### Supplied data
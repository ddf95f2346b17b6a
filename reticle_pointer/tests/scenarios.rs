// Copyright 2025 the Reticle Authors
// SPDX-License-Identifier: Apache-2.0 OR MIT

//! End-to-end pointer scenarios against a `reticle_scene` scene.

use std::cell::RefCell;
use std::rc::Rc;

use glam::{Affine3A, Quat, Vec3};
use kurbo::Point;
use reticle_event_state::click::ClickState;
use reticle_geometry::{Aabb3, Quad, Shape};
use reticle_intersect::intersector::{CameraRayIntersector, RayIntersector, RayOptions};
use reticle_intersect::policy::PointerEventsMode;
use reticle_intersect::{Camera, EventTarget, PointerSample, PointerType, Pose};
use reticle_pointer::{
    Listeners, NoCaptureHost, Outcome, Phase, Pointer, PointerCx, PointerEventKind,
};
use reticle_scene::{LocalNode, NodeId, Scene};

type Log = Rc<RefCell<Vec<String>>>;

const EYE_Z: f32 = 10.0;
const FOV_Y: f32 = core::f32::consts::FRAC_PI_4;

fn camera() -> Camera {
    Camera::perspective(
        Affine3A::from_translation(Vec3::new(0.0, 0.0, EYE_Z)),
        FOV_Y,
        1.0,
        0.1,
        100.0,
    )
}

/// NDC of the world point `(x, 0, 0)` seen through [`camera`].
fn ndc_at(x: f32) -> Point {
    let half_height = EYE_Z * (FOV_Y / 2.0).tan();
    Point::new(f64::from(x / half_height), 0.0)
}

fn screen(ts: u64, x: f32) -> PointerSample {
    PointerSample::on_screen(ts, camera(), ndc_at(x))
}

fn rect(scene: &mut Scene, at: Vec3, scale: f32) -> NodeId {
    scene.insert(
        scene.root(),
        LocalNode::shape(
            Shape::Quad(Quad::new(1.0, 1.0)),
            Affine3A::from_scale_rotation_translation(Vec3::splat(scale), Quat::IDENTITY, at),
        ),
    )
}

/// Record every event reaching `targets` in its target phase as "kind@name".
fn record(listeners: &mut Listeners<NodeId>, targets: &[(NodeId, &'static str)]) -> Log {
    let log: Log = Rc::default();
    for &(node, name) in targets {
        for kind in PointerEventKind::ALL {
            let log = log.clone();
            listeners.add(EventTarget::Node(node), kind, move |e, c| {
                if c.phase() == Phase::Target {
                    log.borrow_mut().push(format!("{}@{name}", e.kind()));
                }
                Outcome::Continue
            });
        }
    }
    log
}

fn mouse() -> Pointer<NodeId> {
    Pointer::with_intersector(1, PointerType::MOUSE, CameraRayIntersector::new())
}

#[test]
fn hover_then_move_away() {
    let mut scene = Scene::new();
    let r = rect(&mut scene, Vec3::ZERO, 0.5);
    scene.commit();
    let mut listeners = Listeners::new();
    let log = record(&mut listeners, &[(r, "rect")]);
    let mut clicks = ClickState::new();
    let mut host = NoCaptureHost;
    let mut cx = PointerCx::new(&scene, &mut listeners, &mut clicks, &mut host);
    let mut pointer = mouse();

    pointer.move_to(&mut cx, &screen(0, 0.0)).unwrap();
    assert_eq!(
        *log.borrow(),
        ["pointerover@rect", "pointerenter@rect", "pointermove@rect"]
    );

    log.borrow_mut().clear();
    pointer.move_to(&mut cx, &screen(1, 3.0)).unwrap();
    assert_eq!(*log.borrow(), ["pointerout@rect", "pointerleave@rect"]);
    assert!(pointer.intersection().is_some_and(|i| i.is_void()));
}

#[test]
fn identical_moves_only_move() {
    let mut scene = Scene::new();
    let r = rect(&mut scene, Vec3::ZERO, 0.5);
    scene.commit();
    let mut listeners = Listeners::new();
    let log = record(&mut listeners, &[(r, "rect")]);
    let mut clicks = ClickState::new();
    let mut host = NoCaptureHost;
    let mut cx = PointerCx::new(&scene, &mut listeners, &mut clicks, &mut host);
    let mut pointer = mouse();

    pointer.move_to(&mut cx, &screen(0, 0.0)).unwrap();
    log.borrow_mut().clear();
    pointer.move_to(&mut cx, &screen(1, 0.0)).unwrap();
    pointer.move_to(&mut cx, &screen(2, 0.0)).unwrap();
    assert_eq!(*log.borrow(), ["pointermove@rect", "pointermove@rect"]);
}

#[test]
fn nested_targets_leave_leaf_first_and_enter_root_first() {
    let mut scene = Scene::new();
    let outer = rect(&mut scene, Vec3::ZERO, 2.0);
    let inner = scene.insert(
        outer,
        LocalNode::shape(
            Shape::Quad(Quad::new(0.25, 0.25)),
            Affine3A::from_translation(Vec3::new(0.0, 0.0, 0.1)),
        ),
    );
    scene.commit();
    let mut listeners = Listeners::new();
    let log = record(&mut listeners, &[(outer, "outer"), (inner, "inner")]);
    let mut clicks = ClickState::new();
    let mut host = NoCaptureHost;
    let mut cx = PointerCx::new(&scene, &mut listeners, &mut clicks, &mut host);
    let mut pointer = mouse();

    pointer.move_to(&mut cx, &screen(0, 0.0)).unwrap();
    assert_eq!(
        *log.borrow(),
        [
            "pointerover@inner",
            "pointerenter@outer",
            "pointerenter@inner",
            "pointermove@inner",
        ]
    );

    log.borrow_mut().clear();
    pointer.move_to(&mut cx, &screen(1, 0.8)).unwrap();
    assert_eq!(
        *log.borrow(),
        [
            "pointerout@inner",
            "pointerleave@inner",
            "pointerover@outer",
            "pointermove@outer",
        ]
    );

    log.borrow_mut().clear();
    pointer.move_to(&mut cx, &screen(2, 4.0)).unwrap();
    assert_eq!(*log.borrow(), ["pointerout@outer", "pointerleave@outer"]);
}

#[test]
fn priority_beats_distance() {
    let mut scene = Scene::new();
    let near = rect(&mut scene, Vec3::ZERO, 1.0);
    let middle = rect(&mut scene, Vec3::new(0.0, 0.0, -1.0), 1.0);
    let far = rect(&mut scene, Vec3::new(0.0, 0.0, -2.0), 1.0);
    for (node, order) in [(near, 1), (middle, 0), (far, 2)] {
        scene.set_pointer_events(node, Some(PointerEventsMode::Auto));
        scene.set_pointer_events_order(node, Some(order));
    }
    scene.commit();
    let mut listeners = Listeners::new();
    let mut clicks = ClickState::new();
    let mut host = NoCaptureHost;
    let mut pointer = mouse();

    {
        let mut cx = PointerCx::new(&scene, &mut listeners, &mut clicks, &mut host);
        pointer.move_to(&mut cx, &screen(0, 0.0)).unwrap();
    }
    let hit = pointer.intersection().unwrap();
    assert_eq!(hit.target, EventTarget::Node(far));
    assert_eq!(hit.pointer_events_order, Some(2));

    // With equal orders the nearest wins.
    scene.set_pointer_events_order(near, Some(0));
    scene.set_pointer_events_order(far, Some(0));
    let mut cx = PointerCx::new(&scene, &mut listeners, &mut clicks, &mut host);
    pointer.move_to(&mut cx, &screen(1, 0.0)).unwrap();
    assert_eq!(
        pointer.intersection().map(|i| i.target),
        Some(EventTarget::Node(near))
    );
}

#[test]
fn captured_drag_keeps_reporting_the_captured_target() {
    let mut scene = Scene::new();
    let a = rect(&mut scene, Vec3::new(-1.0, 0.0, 0.0), 1.0);
    let b = rect(&mut scene, Vec3::new(1.0, 0.0, 0.0), 1.0);
    scene.commit();
    let mut listeners = Listeners::new();
    let moves: Rc<RefCell<Vec<(EventTarget<NodeId>, Vec3)>>> = Rc::default();
    for node in [a, b] {
        let moves = moves.clone();
        listeners.add(EventTarget::Node(node), PointerEventKind::Move, move |e, _| {
            moves.borrow_mut().push((e.target(), e.intersection().point));
            Outcome::Continue
        });
    }
    listeners.add(EventTarget::Node(a), PointerEventKind::Down, |e, c| {
        c.set_pointer_capture(e.target());
        Outcome::Continue
    });
    let mut clicks = ClickState::new();
    let mut host = NoCaptureHost;
    let mut cx = PointerCx::new(&scene, &mut listeners, &mut clicks, &mut host);
    let mut pointer = mouse();

    pointer.move_to(&mut cx, &screen(0, -1.0)).unwrap();
    pointer.down(&mut cx, &screen(1, -1.0));
    assert!(pointer.has_capture(EventTarget::Node(a)));

    moves.borrow_mut().clear();
    pointer.move_to(&mut cx, &screen(2, 0.0)).unwrap();
    pointer.move_to(&mut cx, &screen(3, 1.0)).unwrap();
    {
        let moves = moves.borrow();
        assert_eq!(moves.len(), 2);
        assert!(moves.iter().all(|(t, _)| *t == EventTarget::Node(a)));
        assert!(moves[0].1.x.abs() < 1e-3, "point follows the drag");
        assert!((moves[1].1.x - 1.0).abs() < 1e-3, "point follows the drag");
    }

    // Capture outlives the release and ends on explicit release.
    pointer.up(&mut cx, &screen(4, 1.0));
    assert!(pointer.has_capture(EventTarget::Node(a)));
    assert!(pointer.release_capture(&mut NoCaptureHost));
    pointer.move_to(&mut cx, &screen(5, 1.0)).unwrap();
    assert_eq!(
        pointer.intersection().map(|i| i.target),
        Some(EventTarget::Node(b))
    );
}

#[test]
fn double_click_pairs_only_once() {
    let mut scene = Scene::new();
    let cube = scene.insert(
        scene.root(),
        LocalNode::shape(
            Shape::Box(Aabb3::from_center_size(Vec3::ZERO, Vec3::ONE)),
            Affine3A::IDENTITY,
        ),
    );
    scene.commit();
    let mut listeners = Listeners::new();
    let log: Log = Rc::default();
    for kind in [PointerEventKind::Click, PointerEventKind::DblClick] {
        let log = log.clone();
        listeners.add(EventTarget::Node(cube), kind, move |e, _| {
            log.borrow_mut().push(e.kind().to_string());
            Outcome::Continue
        });
    }
    let mut clicks = ClickState::new();
    let mut host = NoCaptureHost;
    let mut cx = PointerCx::new(&scene, &mut listeners, &mut clicks, &mut host);
    let mut pointer = Pointer::with_intersector(
        1,
        PointerType::RAY,
        RayIntersector::new(RayOptions::default()),
    );
    let pose = |ts| PointerSample::at_pose(ts, Pose::new(Vec3::new(0.0, 0.0, 5.0), Quat::IDENTITY));

    pointer.move_to(&mut cx, &pose(0)).unwrap();
    for press in 0..3 {
        let t = 100 * press;
        pointer.down(&mut cx, &pose(t + 10));
        pointer.up(&mut cx, &pose(t + 60));
    }
    assert_eq!(*log.borrow(), ["click", "click", "dblclick", "click"]);

    // A fourth click pairs with the third.
    pointer.down(&mut cx, &pose(310));
    pointer.up(&mut cx, &pose(360));
    assert_eq!(log.borrow().len(), 6);
    assert_eq!(log.borrow()[5], "dblclick");

    // A slow press is no click at all.
    pointer.down(&mut cx, &pose(1000));
    pointer.up(&mut cx, &pose(1500));
    assert_eq!(log.borrow().len(), 6);
}

#[test]
fn press_before_first_pose_is_replayed() {
    let mut scene = Scene::new();
    let r = rect(&mut scene, Vec3::ZERO, 1.0);
    scene.commit();
    let mut listeners = Listeners::new();
    let log = record(&mut listeners, &[(r, "rect")]);
    let mut clicks = ClickState::new();
    let mut host = NoCaptureHost;
    let mut cx = PointerCx::new(&scene, &mut listeners, &mut clicks, &mut host);
    let mut pointer = mouse();

    // No screen position yet: the move is dropped and the press waits.
    pointer.move_to(&mut cx, &PointerSample::new(0)).unwrap();
    pointer.down(&mut cx, &PointerSample::new(1));
    assert_eq!(pointer.deferred_len(), 1);
    assert!(log.borrow().is_empty());

    pointer.move_to(&mut cx, &screen(2, 0.0)).unwrap();
    assert_eq!(pointer.deferred_len(), 0);
    assert_eq!(
        *log.borrow(),
        [
            "pointerover@rect",
            "pointerenter@rect",
            "pointermove@rect",
            "pointerdown@rect",
        ]
    );
}

#[test]
fn missed_clicks_reach_the_void() {
    let mut scene = Scene::new();
    let _r = rect(&mut scene, Vec3::ZERO, 1.0);
    scene.commit();
    let mut listeners = Listeners::new();
    let missed = Rc::new(RefCell::new(0));
    let counter = missed.clone();
    listeners.add(EventTarget::Void, PointerEventKind::Click, move |_, _| {
        *counter.borrow_mut() += 1;
        Outcome::Continue
    });
    let mut clicks = ClickState::new();
    let mut host = NoCaptureHost;
    let mut cx = PointerCx::new(&scene, &mut listeners, &mut clicks, &mut host);
    let mut pointer = mouse();

    pointer.move_to(&mut cx, &screen(0, 3.0)).unwrap();
    pointer.down(&mut cx, &screen(1, 3.0));
    pointer.up(&mut cx, &screen(2, 3.0));
    assert_eq!(*missed.borrow(), 1);
}
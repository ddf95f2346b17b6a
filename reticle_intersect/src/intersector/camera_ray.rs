// Copyright 2025 the Reticle Authors
// SPDX-License-Identifier: Apache-2.0 OR MIT

use reticle_geometry::{Plane3, Ray3};
use smallvec::SmallVec;

use super::{
    IntersectError, Intersector, PointerCapture, captured_intersection, check_capture_kind,
    hit_intersection,
};
use crate::intersection::{Intersection, IntersectionDetails, IntersectorKind, VOID_DISTANCE};
use crate::order::{BestHit, Candidate, HitSort};
use crate::scene::{RawHit, SceneGraph};
use crate::types::{Camera, EventTarget, PointerSample, Pose};

/// Ray through a screen position, for mice and touch screens over a canvas.
///
/// The probe comes from [`PointerSample::camera`] and
/// [`PointerSample::screen`] (normalized device coordinates). Capture replay
/// intersects the new ray with the plane parallel to the camera's view plane
/// at the captured depth, so drags continue off the target and off canvas.
#[derive(Clone, Debug)]
pub struct CameraRayIntersector<K> {
    camera: Option<Camera>,
    ray: Option<Ray3>,
    best: BestHit<K, RawHit>,
    hits: SmallVec<[RawHit; 4]>,
}

impl<K> Default for CameraRayIntersector<K> {
    fn default() -> Self {
        Self::new()
    }
}

impl<K> CameraRayIntersector<K> {
    /// Create a camera-ray intersector.
    pub fn new() -> Self {
        Self {
            camera: None,
            ray: None,
            best: BestHit::default(),
            hits: SmallVec::new(),
        }
    }

    /// World-space ray of the last prepared sample.
    pub fn ray(&self) -> Option<&Ray3> {
        self.ray.as_ref()
    }

    fn pose(&self) -> Pose {
        match (self.camera, self.ray) {
            (Some(camera), Some(ray)) => Pose::new(ray.origin, camera.pose().orientation),
            _ => Pose::IDENTITY,
        }
    }

    fn details(&self, camera: &Camera, ray: &Ray3, point: glam::Vec3) -> IntersectionDetails {
        IntersectionDetails::CameraRay {
            distance_view_plane: camera.view_depth(point),
            direction: ray.direction,
        }
    }
}

impl<K: Copy> Intersector<K> for CameraRayIntersector<K> {
    fn kind(&self) -> IntersectorKind {
        IntersectorKind::CameraRay
    }

    fn is_ready(&self) -> bool {
        self.ray.is_some()
    }

    fn prepare_intersection(&mut self, sample: &PointerSample) -> bool {
        self.best.clear();
        match (sample.camera, sample.screen) {
            (Some(camera), Some(screen)) => {
                self.camera = Some(camera);
                self.ray = Some(camera.ray_from_ndc(screen));
            }
            _ => {
                self.camera = None;
                self.ray = None;
            }
        }
        self.ray.is_some()
    }

    fn execute_intersection(
        &mut self,
        scene: &dyn SceneGraph<K>,
        node: K,
        order: Option<i32>,
        sort: &HitSort<K>,
    ) {
        let Some(ray) = self.ray else { return };
        self.hits.clear();
        scene.raycast(node, &ray, &mut self.hits);
        for raw in self.hits.drain(..) {
            let candidate = Candidate {
                target: EventTarget::Node(node),
                distance: raw.distance,
                order,
            };
            self.best.offer(candidate, raw, sort);
        }
    }

    fn finalize_intersection(&mut self, scene: &dyn SceneGraph<K>) -> Intersection<K> {
        let pose = self.pose();
        let (Some(camera), Some(ray)) = (self.camera, self.ray) else {
            self.best.clear();
            return Intersection::void(
                pose.position,
                pose,
                IntersectionDetails::CameraRay {
                    distance_view_plane: VOID_DISTANCE,
                    direction: pose.forward(),
                },
            );
        };
        match self.best.take() {
            Some((candidate, raw)) => {
                let details = self.details(&camera, &ray, raw.point);
                hit_intersection(scene, &candidate, &raw, pose, details)
            }
            None => {
                let point = ray.at(VOID_DISTANCE);
                Intersection::void(point, pose, self.details(&camera, &ray, point))
            }
        }
    }

    fn intersect_pointer_capture(
        &mut self,
        scene: &dyn SceneGraph<K>,
        capture: &PointerCapture<K>,
    ) -> Result<Intersection<K>, IntersectError> {
        check_capture_kind(capture, IntersectorKind::CameraRay)?;
        let IntersectionDetails::CameraRay {
            distance_view_plane,
            ..
        } = capture.intersection.details
        else {
            return Err(IntersectError::CaptureMismatch {
                expected: IntersectorKind::CameraRay,
                captured: capture.intersection.details.kind(),
            });
        };
        let (Some(camera), Some(ray)) = (self.camera, self.ray) else {
            return Err(IntersectError::NotPrepared);
        };
        let forward = camera.forward();
        let view_plane =
            Plane3::from_normal_and_point(forward, camera.position() + forward * distance_view_plane);
        let point = match view_plane.intersect_line(ray.origin, ray.direction) {
            Some(t) if t.is_finite() => ray.at(t),
            _ => ray.at(distance_view_plane),
        };
        let pose = self.pose();
        Ok(captured_intersection(
            scene,
            capture,
            point,
            ray.project_distance(point),
            pose,
            IntersectionDetails::CameraRay {
                distance_view_plane,
                direction: ray.direction,
            },
        ))
    }
}

#[cfg(test)]
mod tests {
    use super::*;
    use crate::scene::test_scene::BoxScene;
    use glam::{Affine3A, Vec3};
    use kurbo::Point;

    fn camera() -> Camera {
        Camera::perspective(
            Affine3A::from_translation(Vec3::new(0.0, 0.0, 10.0)),
            core::f32::consts::FRAC_PI_2,
            1.0,
            0.1,
            100.0,
        )
    }

    #[test]
    fn needs_camera_and_screen() {
        let mut cr = CameraRayIntersector::<u32>::new();
        assert!(!cr.prepare_intersection(&PointerSample::new(0).with_camera(camera())));
        assert!(cr.prepare_intersection(&PointerSample::on_screen(0, camera(), Point::ZERO)));
    }

    #[test]
    fn hit_records_view_depth() {
        let mut scene = BoxScene::new();
        let n = scene.add_box(0, Vec3::ZERO, 1.0);
        let mut cr = CameraRayIntersector::new();
        cr.prepare_intersection(&PointerSample::on_screen(0, camera(), Point::ZERO));
        cr.execute_intersection(&scene, n, None, &HitSort::Default);
        let hit = cr.finalize_intersection(&scene);
        assert_eq!(hit.target, EventTarget::Node(n));
        let IntersectionDetails::CameraRay {
            distance_view_plane,
            direction,
        } = hit.details
        else {
            panic!("expected camera-ray details");
        };
        assert!((distance_view_plane - 9.5).abs() < 1e-4);
        assert!(direction.abs_diff_eq(Vec3::NEG_Z, 1e-5));
    }

    #[test]
    fn capture_drags_on_view_plane() {
        let mut scene = BoxScene::new();
        let n = scene.add_box(0, Vec3::ZERO, 1.0);
        let mut cr = CameraRayIntersector::new();
        cr.prepare_intersection(&PointerSample::on_screen(0, camera(), Point::ZERO));
        cr.execute_intersection(&scene, n, None, &HitSort::Default);
        let first = cr.finalize_intersection(&scene);
        let capture = PointerCapture::new(&scene, first.target, first);

        // Far right edge of the screen, and beyond it.
        for x in [1.0, 3.0] {
            cr.prepare_intersection(&PointerSample::on_screen(1, camera(), Point::new(x, 0.0)));
            let moved = cr
                .intersect_pointer_capture(&scene, &capture)
                .expect("same variant");
            assert_eq!(moved.target, EventTarget::Node(n));
            assert!((moved.point.z - 0.5).abs() < 1e-3);
            #[allow(
                clippy::cast_possible_truncation,
                reason = "Test values are small."
            )]
            let expected_x = 9.5 * x as f32;
            assert!((moved.point.x - expected_x).abs() < 1e-2);
        }
    }

    #[test]
    fn rejects_foreign_capture() {
        let scene = BoxScene::new();
        let mut cr = CameraRayIntersector::<u32>::new();
        cr.prepare_intersection(&PointerSample::on_screen(0, camera(), Point::ZERO));
        let capture = PointerCapture::new(
            &scene,
            EventTarget::Void,
            Intersection::void(Vec3::ZERO, Pose::IDENTITY, IntersectionDetails::Sphere),
        );
        assert!(matches!(
            cr.intersect_pointer_capture(&scene, &capture),
            Err(IntersectError::CaptureMismatch { .. })
        ));
    }
}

### What the task requires
Gather all lines from the listing above in which "IDENTITY" occurs.

### Expected answer
            Affine3A::from_scale_rotation_translation(Vec3::splat(scale), Quat::IDENTITY, at),
            Affine3A::IDENTITY,
    let pose = |ts| PointerSample::at_pose(ts, Pose::new(Vec3::new(0.0, 0.0, 5.0), Quat::IDENTITY));
            _ => Pose::IDENTITY,
            Intersection::void(Vec3::ZERO, Pose::IDENTITY, IntersectionDetails::Sphere),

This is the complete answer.